What’s your advice for Italy and American museums? Let us know in the comments below.

The Becchina Dossier: A New Window into the Illicit Trade

Italian culture reporter Fabio Isman has an important story in the current issue of the Art Newspaper [no link available yet] about Gianfranco Becchina, the retired Sicilian antiquities dealer who now faces trial in Rome for conspiracy to traffic in looted art.

Sicilian dealer Gianfranco Becchina gives the authors a tour of his renovated pallazzo in Castelvetrano, Sicily.

While reporting our book, Italian authorities told us that Becchina’s role in the illicit antiquities trade may have exceeded that of his now notorious rival, Giacomo Medici, who was convicted in 2004 in the biggest looting case in Italian history.
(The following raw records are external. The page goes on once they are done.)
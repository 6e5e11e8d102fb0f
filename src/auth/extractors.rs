use actix_web::dev::Payload;
use actix_web::{Error as ActixError, FromRequest, HttpMessage, HttpRequest};
use std::future::{ready, Ready};

use crate::auth::token::Claims;
use crate::error::AppError;
use crate::models::UserRole;

/// Extracts the authenticated identity from request extensions.
///
/// This extractor is intended to be used on routes protected by `AuthMiddleware`,
/// which is responsible for validating the JWT and inserting the decoded
/// `Claims` into request extensions.
///
/// If no claims are found in the extensions (e.g., if `AuthMiddleware` did not
/// run), this extractor returns an `AppError::Unauthorized` error.
#[derive(Debug, Clone, Copy)]
pub struct AuthenticatedUser {
    pub id: i32,
    pub role: UserRole,
}

impl FromRequest for AuthenticatedUser {
    type Error = ActixError; // AppError is converted into ActixError via ResponseError
    type Future = Ready<Result<Self, Self::Error>>;

    fn from_request(req: &HttpRequest, _payload: &mut Payload) -> Self::Future {
        match req.extensions().get::<Claims>() {
            Some(claims) => ready(Ok(AuthenticatedUser {
                id: claims.sub,
                role: claims.role,
            })),
            None => {
                // Only reachable when a route is wired up without AuthMiddleware.
                // Responding with Unauthorized is the safe default.
                let err = AppError::Unauthorized(
                    "No authenticated identity on request. Ensure AuthMiddleware is active."
                        .to_string(),
                );
                ready(Err(err.into()))
            }
        }
    }
}

/// Role guard: extracts the authenticated identity and requires the admin role.
///
/// Composes with `AuthMiddleware` the same way `AuthenticatedUser` does, but a
/// valid token carrying a non-admin role is rejected with `AppError::Forbidden`.
/// Pure predicate over the attached claims, no state.
#[derive(Debug, Clone, Copy)]
pub struct AdminUser {
    pub id: i32,
}

impl FromRequest for AdminUser {
    type Error = ActixError;
    type Future = Ready<Result<Self, Self::Error>>;

    fn from_request(req: &HttpRequest, _payload: &mut Payload) -> Self::Future {
        match req.extensions().get::<Claims>() {
            Some(claims) if claims.role == UserRole::Admin => {
                ready(Ok(AdminUser { id: claims.sub }))
            }
            Some(_) => {
                let err = AppError::Forbidden("Admin access required".to_string());
                ready(Err(err.into()))
            }
            None => {
                let err = AppError::Unauthorized(
                    "No authenticated identity on request. Ensure AuthMiddleware is active."
                        .to_string(),
                );
                ready(Err(err.into()))
            }
        }
    }
}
Becchina, now 72 and retired from the trade in his native Sicily, is appealing a February 2011 conviction for illegal dealing and has denied pending conspiracy charges, Isman writes.
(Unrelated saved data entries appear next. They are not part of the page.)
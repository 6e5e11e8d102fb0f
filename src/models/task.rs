use chrono::{DateTime, Utc};
use serde::{Deserialize, Serialize};
use sqlx::FromRow;
use uuid::Uuid;
use validator::Validate;

/// Input structure for creating a task.
/// Contains validation rules for its fields.
#[derive(Debug, Serialize, Deserialize, Validate)]
pub struct TaskInput {
    /// The title of the task.
    /// Must be between 1 and 200 characters.
    #[validate(length(min = 1, max = 200))]
    pub title: String,

    /// An optional description for the task.
    /// Maximum length of 1000 characters if provided.
    #[validate(length(max = 1000))]
    pub description: Option<String>,
}

/// Input structure for updating a task. Every field is optional; fields
/// left out of the request body keep their stored values.
#[derive(Debug, Serialize, Deserialize, Validate)]
#[serde(rename_all = "camelCase")]
pub struct TaskUpdate {
    /// New title, if changing. Must be between 1 and 200 characters.
    #[validate(length(min = 1, max = 200))]
    pub title: Option<String>,

    /// New description, if changing. Maximum length of 1000 characters.
    #[validate(length(max = 1000))]
    pub description: Option<String>,

    /// New completion flag, if changing.
    pub is_completed: Option<bool>,
}

/// Represents a task entity as stored in the database and returned by the API.
#[derive(Debug, Serialize, Deserialize, FromRow)]
#[serde(rename_all = "camelCase")]
pub struct Task {
    /// Unique identifier for the task (UUID v4).
    pub id: Uuid,
    /// The title of the task.
    pub title: String,
    /// An optional description for the task.
    pub description: Option<String>,
    /// Whether the task has been completed. Defaults to false on creation.
    pub is_completed: bool,
    /// Timestamp of when the task was created.
    pub created_at: DateTime<Utc>,
    /// Identifier of the user who owns the task.
    pub user_id: i32,
}

impl Task {
    /// Creates a new `Task` instance from `TaskInput` and the owner's `user_id`.
    /// Sets `created_at` to the current time, `is_completed` to false, and
    /// `id` to a new UUID.
    pub fn new(input: TaskInput, user_id: i32) -> Self {
        Self {
            id: Uuid::new_v4(),
            title: input.title,
            description: input.description,
            is_completed: false,
            created_at: Utc::now(),
            user_id,
        }
    }
}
Becchina is perhaps best known as the dealer who sold the Getty its famous fake marble kouros. (See Chaps 4 and 5 of Chasing Aphrodite.) But that was just one sale in a 30-year career that Becchina meticulously archived in 140 binders containing more than 13,000 documents. The archive was seized by Swiss authorities in 2001, along with 6,315 antiquities and 8,000 photographs of objects, many of which appeared recently excavated, Isman reveals. The dossier shared with Italian investigators, who needed two months just to digitally photograph it.

The Getty bought the kouros in 1985 for $10 million. Today it is believed to be fake.
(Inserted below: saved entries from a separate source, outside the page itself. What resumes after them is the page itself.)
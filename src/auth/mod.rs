pub mod extractors;
pub mod middleware;
pub mod password;
pub mod token;

use crate::models::UserRole;
use lazy_static::lazy_static;
use serde::{Deserialize, Serialize};
use validator::Validate;

// Re-export necessary items
pub use extractors::{AdminUser, AuthenticatedUser};
pub use middleware::AuthMiddleware;
pub use password::{hash_password, verify_password};
pub use token::{generate_token, verify_token, Claims};

lazy_static! {
    // Regex for name validation: alphanumeric, spaces, underscores, hyphens
    static ref NAME_REGEX: regex::Regex = regex::Regex::new(r"^[a-zA-Z0-9 _-]+$").unwrap();
}

/// Represents the payload for a user login request.
#[derive(Debug, Deserialize, Validate)]
pub struct LoginRequest {
    /// User's email address.
    /// Must be a valid email format.
    #[validate(email)]
    pub email: String,
    /// User's password.
    /// Must be at least 6 characters long.
    #[validate(length(min = 6))]
    pub password: String,
}

/// Represents the payload for a new user registration request.
#[derive(Debug, Deserialize, Validate)]
pub struct RegisterRequest {
    /// Display name for the new account.
    /// Must be between 3 and 50 characters, alphanumeric, and can include spaces,
    /// underscores or hyphens.
    #[validate(
        length(min = 3, max = 50),
        regex(
            path = "NAME_REGEX",
            message = "Name must be alphanumeric, spaces, underscores, or hyphens"
        )
    )]
    pub name: String,
    /// Email address for the new account.
    /// Must be a valid email format.
    #[validate(email)]
    pub email: String,
    /// Password for the new account.
    /// Must be at least 6 characters long.
    #[validate(length(min = 6))]
    pub password: String,
}

/// Response structure after successful authentication (login or registration).
/// The client persists all three fields and routes on the role.
#[derive(Debug, Serialize, Deserialize)]
pub struct AuthResponse {
    /// The JWT (JSON Web Token) for session authentication.
    pub token: String,
    /// The role of the authenticated user.
    pub role: UserRole,
    /// The display name of the authenticated user.
    pub name: String,
}

#[cfg(test)]
mod tests {
    use super::*;
    use validator::Validate;

    #[test]
    fn test_login_request_validation() {
        let valid_login = LoginRequest {
            email: "test@example.com".to_string(),
            password: "password123".to_string(),
        };
        assert!(valid_login.validate().is_ok());

        let invalid_email_login = LoginRequest {
            email: "testexample.com".to_string(),
            password: "password123".to_string(),
        };
        assert!(invalid_email_login.validate().is_err());

        let short_password_login = LoginRequest {
            email: "test@example.com".to_string(),
            password: "123".to_string(),
        };
        assert!(short_password_login.validate().is_err());
    }

    #[test]
    fn test_register_request_validation() {
        let valid_register = RegisterRequest {
            name: "Test User-123".to_string(),
            email: "test@example.com".to_string(),
            password: "password123".to_string(),
        };
        assert!(valid_register.validate().is_ok());

        let invalid_name_register = RegisterRequest {
            name: "test user!".to_string(), // Contains exclamation
            email: "test@example.com".to_string(),
            password: "password123".to_string(),
        };
        assert!(invalid_name_register.validate().is_err());

        let short_name_register = RegisterRequest {
            name: "tu".to_string(),
            email: "test@example.com".to_string(),
            password: "password123".to_string(),
        };
        assert!(short_name_register.validate().is_err());
    }
}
Today, the Becchina Dossier forms the center of Italy’s continuing investigation of the international trade in looted antiquities, which began in 1995 with the seizure of a similar cache  of records and Polaroids belonging to Medici. Like the Medici files, the Becchina Dossier provides a striking record of the illicit trade, showing the path of thousands of looted objects from tombs across the Mediterranean to the display cases of leading museums around the world.

Becchina has previously admitted to providing objects to the Getty, the Boston MFA, the Met and museums at Yale, Princeton, Columbia and the University of Washington, as well as the Ashmolean Museum in Oxford and museums in Japan. The archives reveal an even broader reach, Isman reports, including “the clandestine investigation of a million artifacts and police investigations into the affairs of 10,000 people.”

Among those tied to Becchina are the Toledo Museum of Art, the Miho Museum in Japan, the Lourve in Paris, the Merrin Gallery in New York, collectors Leon Levy and Shelby White and a large cast of middle men and looters familiar to those who have studied the illicit trade.

Italian investigators Maurizio Pellegrini and Daniella Rizzo have been combing the Becchina Dossier for several years.

Italian investigators Daniella Rizzo and Maurizio Pellegrini have had the painstaking task of combing through the dossier since its seizure, matching objects described there to known collections. Their work continues today. Isman’s revealing story is the first of what will likely be several uncovering the contents of the Becchina Dossier.